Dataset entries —
○ ○ ○ ○ ○ ○ ○
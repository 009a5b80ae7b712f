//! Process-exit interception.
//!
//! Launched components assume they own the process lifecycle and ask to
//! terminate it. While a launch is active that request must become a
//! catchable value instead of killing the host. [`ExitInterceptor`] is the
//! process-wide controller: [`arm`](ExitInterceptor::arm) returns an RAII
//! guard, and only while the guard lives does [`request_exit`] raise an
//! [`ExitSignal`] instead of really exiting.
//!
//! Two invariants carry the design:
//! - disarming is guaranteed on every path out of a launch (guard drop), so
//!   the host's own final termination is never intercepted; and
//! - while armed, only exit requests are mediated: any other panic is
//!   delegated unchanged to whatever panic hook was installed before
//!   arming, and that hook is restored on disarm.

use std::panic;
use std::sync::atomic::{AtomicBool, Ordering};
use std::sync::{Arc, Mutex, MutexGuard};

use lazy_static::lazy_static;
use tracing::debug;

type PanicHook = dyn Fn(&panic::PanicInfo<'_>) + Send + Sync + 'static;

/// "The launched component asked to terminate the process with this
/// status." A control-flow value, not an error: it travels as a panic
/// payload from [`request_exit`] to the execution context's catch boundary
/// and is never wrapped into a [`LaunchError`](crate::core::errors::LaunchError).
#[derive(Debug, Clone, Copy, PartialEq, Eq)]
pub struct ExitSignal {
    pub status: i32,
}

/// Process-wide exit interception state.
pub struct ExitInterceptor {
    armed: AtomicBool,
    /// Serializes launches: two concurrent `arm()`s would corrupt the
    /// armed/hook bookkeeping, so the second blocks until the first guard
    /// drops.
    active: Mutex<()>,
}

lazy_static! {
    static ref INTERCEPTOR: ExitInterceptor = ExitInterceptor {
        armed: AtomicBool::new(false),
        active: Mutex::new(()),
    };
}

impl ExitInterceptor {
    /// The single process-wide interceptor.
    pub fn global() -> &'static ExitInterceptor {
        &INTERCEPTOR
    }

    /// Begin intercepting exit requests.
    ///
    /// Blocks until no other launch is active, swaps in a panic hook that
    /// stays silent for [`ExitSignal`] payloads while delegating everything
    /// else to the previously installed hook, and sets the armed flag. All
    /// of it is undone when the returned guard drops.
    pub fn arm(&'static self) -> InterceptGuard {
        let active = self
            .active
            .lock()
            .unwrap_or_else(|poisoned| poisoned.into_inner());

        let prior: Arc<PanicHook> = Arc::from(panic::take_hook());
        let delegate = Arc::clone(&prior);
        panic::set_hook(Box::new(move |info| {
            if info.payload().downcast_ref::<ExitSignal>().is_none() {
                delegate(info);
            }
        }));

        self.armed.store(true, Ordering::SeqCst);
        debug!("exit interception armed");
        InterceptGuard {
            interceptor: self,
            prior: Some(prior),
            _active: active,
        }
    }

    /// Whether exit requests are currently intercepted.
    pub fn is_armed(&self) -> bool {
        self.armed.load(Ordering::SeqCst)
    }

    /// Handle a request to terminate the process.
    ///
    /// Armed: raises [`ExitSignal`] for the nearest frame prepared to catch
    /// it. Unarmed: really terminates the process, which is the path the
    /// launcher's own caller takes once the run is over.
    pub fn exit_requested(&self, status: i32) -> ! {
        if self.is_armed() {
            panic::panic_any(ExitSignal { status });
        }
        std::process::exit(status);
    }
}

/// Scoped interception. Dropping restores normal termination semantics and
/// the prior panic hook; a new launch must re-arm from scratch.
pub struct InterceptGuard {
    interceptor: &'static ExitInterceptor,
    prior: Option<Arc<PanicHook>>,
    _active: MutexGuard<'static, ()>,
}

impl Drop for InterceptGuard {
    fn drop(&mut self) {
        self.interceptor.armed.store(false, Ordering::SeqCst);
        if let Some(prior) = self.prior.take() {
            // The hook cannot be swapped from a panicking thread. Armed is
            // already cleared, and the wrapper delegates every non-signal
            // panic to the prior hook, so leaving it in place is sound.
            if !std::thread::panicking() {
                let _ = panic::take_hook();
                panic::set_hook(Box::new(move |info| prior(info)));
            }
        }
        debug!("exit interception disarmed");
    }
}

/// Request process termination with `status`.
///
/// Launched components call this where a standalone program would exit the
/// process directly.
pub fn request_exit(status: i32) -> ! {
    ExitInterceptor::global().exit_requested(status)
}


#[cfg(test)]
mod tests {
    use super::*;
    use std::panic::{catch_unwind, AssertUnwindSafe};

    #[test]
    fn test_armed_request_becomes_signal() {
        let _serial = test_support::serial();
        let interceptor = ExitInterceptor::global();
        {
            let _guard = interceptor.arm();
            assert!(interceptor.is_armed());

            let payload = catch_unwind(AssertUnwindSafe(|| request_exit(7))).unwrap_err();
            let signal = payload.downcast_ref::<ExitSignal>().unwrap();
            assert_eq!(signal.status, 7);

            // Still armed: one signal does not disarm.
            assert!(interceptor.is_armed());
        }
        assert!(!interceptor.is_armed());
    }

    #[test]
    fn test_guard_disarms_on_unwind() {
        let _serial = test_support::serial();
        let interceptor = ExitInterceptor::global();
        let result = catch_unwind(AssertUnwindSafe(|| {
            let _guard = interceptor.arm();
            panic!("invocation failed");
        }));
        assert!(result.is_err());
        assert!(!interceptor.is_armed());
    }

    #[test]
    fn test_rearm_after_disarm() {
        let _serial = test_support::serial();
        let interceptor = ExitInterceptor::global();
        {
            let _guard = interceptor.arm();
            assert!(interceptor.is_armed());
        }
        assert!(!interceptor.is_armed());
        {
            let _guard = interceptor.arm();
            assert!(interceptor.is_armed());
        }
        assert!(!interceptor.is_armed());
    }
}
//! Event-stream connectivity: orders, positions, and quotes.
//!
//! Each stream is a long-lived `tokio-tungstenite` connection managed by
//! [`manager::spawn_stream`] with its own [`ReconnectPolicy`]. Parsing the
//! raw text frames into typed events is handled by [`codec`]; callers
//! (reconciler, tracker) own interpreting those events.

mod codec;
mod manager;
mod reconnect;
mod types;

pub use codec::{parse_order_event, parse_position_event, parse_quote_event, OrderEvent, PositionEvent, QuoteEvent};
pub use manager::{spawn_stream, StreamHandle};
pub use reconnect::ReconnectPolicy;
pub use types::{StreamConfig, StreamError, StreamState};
○ ○ ○ ○ ○ ○ ○
What is being asked —
Above are the entries; give them back verbatim.

Expected answer —
repository 009a5b80ae7b712f
//! Process-exit interception.
//!
//! Launched components assume they own the process lifecycle and ask to
//! terminate it. While a launch is active that request must become a
//! catchable value instead of killing the host. [`ExitInterceptor`] is the
//! process-wide controller: [`arm`](ExitInterceptor::arm) returns an RAII
//! guard, and only while the guard lives does [`request_exit`] raise an
//! [`ExitSignal`] instead of really exiting.
//!
//! Two invariants carry the design:
//! - disarming is guaranteed on every path out of a launch (guard drop), so
//!   the host's own final termination is never intercepted; and
//! - while armed, only exit requests are mediated: any other panic is
//!   delegated unchanged to whatever panic hook was installed before
//!   arming, and that hook is restored on disarm.

use std::panic;
use std::sync::atomic::{AtomicBool, Ordering};
use std::sync::{Arc, Mutex, MutexGuard};

use lazy_static::lazy_static;
use tracing::debug;

type PanicHook = dyn Fn(&panic::PanicInfo<'_>) + Send + Sync + 'static;

/// "The launched component asked to terminate the process with this
/// status." A control-flow value, not an error: it travels as a panic
/// payload from [`request_exit`] to the execution context's catch boundary
/// and is never wrapped into a [`LaunchError`](crate::core::errors::LaunchError).
#[derive(Debug, Clone, Copy, PartialEq, Eq)]
pub struct ExitSignal {
    pub status: i32,
}

/// Process-wide exit interception state.
pub struct ExitInterceptor {
    armed: AtomicBool,
    /// Serializes launches: two concurrent `arm()`s would corrupt the
    /// armed/hook bookkeeping, so the second blocks until the first guard
    /// drops.
    active: Mutex<()>,
}

lazy_static! {
    static ref INTERCEPTOR: ExitInterceptor = ExitInterceptor {
        armed: AtomicBool::new(false),
        active: Mutex::new(()),
    };
}

impl ExitInterceptor {
    /// The single process-wide interceptor.
    pub fn global() -> &'static ExitInterceptor {
        &INTERCEPTOR
    }

    /// Begin intercepting exit requests.
    ///
    /// Blocks until no other launch is active, swaps in a panic hook that
    /// stays silent for [`ExitSignal`] payloads while delegating everything
    /// else to the previously installed hook, and sets the armed flag. All
    /// of it is undone when the returned guard drops.
    pub fn arm(&'static self) -> InterceptGuard {
        let active = self
            .active
            .lock()
            .unwrap_or_else(|poisoned| poisoned.into_inner());

        let prior: Arc<PanicHook> = Arc::from(panic::take_hook());
        let delegate = Arc::clone(&prior);
        panic::set_hook(Box::new(move |info| {
            if info.payload().downcast_ref::<ExitSignal>().is_none() {
                delegate(info);
            }
        }));

        self.armed.store(true, Ordering::SeqCst);
        debug!("exit interception armed");
        InterceptGuard {
            interceptor: self,
            prior: Some(prior),
            _active: active,
        }
    }

    /// Whether exit requests are currently intercepted.
    pub fn is_armed(&self) -> bool {
        self.armed.load(Ordering::SeqCst)
    }

    /// Handle a request to terminate the process.
    ///
    /// Armed: raises [`ExitSignal`] for the nearest frame prepared to catch
    /// it. Unarmed: really terminates the process, which is the path the
    /// launcher's own caller takes once the run is over.
    pub fn exit_requested(&self, status: i32) -> ! {
        if self.is_armed() {
            panic::panic_any(ExitSignal { status });
        }
        std::process::exit(status);
    }
}

/// Scoped interception. Dropping restores normal termination semantics and
/// the prior panic hook; a new launch must re-arm from scratch.
pub struct InterceptGuard {
    interceptor: &'static ExitInterceptor,
    prior: Option<Arc<PanicHook>>,
    _active: MutexGuard<'static, ()>,
}

impl Drop for InterceptGuard {
    fn drop(&mut self) {
        self.interceptor.armed.store(false, Ordering::SeqCst);
        if let Some(prior) = self.prior.take() {
            // The hook cannot be swapped from a panicking thread. Armed is
            // already cleared, and the wrapper delegates every non-signal
            // panic to the prior hook, so leaving it in place is sound.
            if !std::thread::panicking() {
                let _ = panic::take_hook();
                panic::set_hook(Box::new(move |info| prior(info)));
            }
        }
        debug!("exit interception disarmed");
    }
}

/// Request process termination with `status`.
///
/// Launched components call this where a standalone program would exit the
/// process directly.
pub fn request_exit(status: i32) -> ! {
    ExitInterceptor::global().exit_requested(status)
}


#[cfg(test)]
mod tests {
    use super::*;
    use std::panic::{catch_unwind, AssertUnwindSafe};

    #[test]
    fn test_armed_request_becomes_signal() {
        let _serial = test_support::serial();
        let interceptor = ExitInterceptor::global();
        {
            let _guard = interceptor.arm();
            assert!(interceptor.is_armed());

            let payload = catch_unwind(AssertUnwindSafe(|| request_exit(7))).unwrap_err();
            let signal = payload.downcast_ref::<ExitSignal>().unwrap();
            assert_eq!(signal.status, 7);

            // Still armed: one signal does not disarm.
            assert!(interceptor.is_armed());
        }
        assert!(!interceptor.is_armed());
    }

    #[test]
    fn test_guard_disarms_on_unwind() {
        let _serial = test_support::serial();
        let interceptor = ExitInterceptor::global();
        let result = catch_unwind(AssertUnwindSafe(|| {
            let _guard = interceptor.arm();
            panic!("invocation failed");
        }));
        assert!(result.is_err());
        assert!(!interceptor.is_armed());
    }

    #[test]
    fn test_rearm_after_disarm() {
        let _serial = test_support::serial();
        let interceptor = ExitInterceptor::global();
        {
            let _guard = interceptor.arm();
            assert!(interceptor.is_armed());
        }
        assert!(!interceptor.is_armed());
        {
            let _guard = interceptor.arm();
            assert!(interceptor.is_armed());
        }
        assert!(!interceptor.is_armed());
    }
}
//! Event-stream connectivity: orders, positions, and quotes.
//!
//! Each stream is a long-lived `tokio-tungstenite` connection managed by
//! [`manager::spawn_stream`] with its own [`ReconnectPolicy`]. Parsing the
//! raw text frames into typed events is handled by [`codec`]; callers
//! (reconciler, tracker) own interpreting those events.

mod codec;
mod manager;
mod reconnect;
mod types;

pub use codec::{parse_order_event, parse_position_event, parse_quote_event, OrderEvent, PositionEvent, QuoteEvent};
pub use manager::{spawn_stream, StreamHandle};
pub use reconnect::ReconnectPolicy;
pub use types::{StreamConfig, StreamError, StreamState};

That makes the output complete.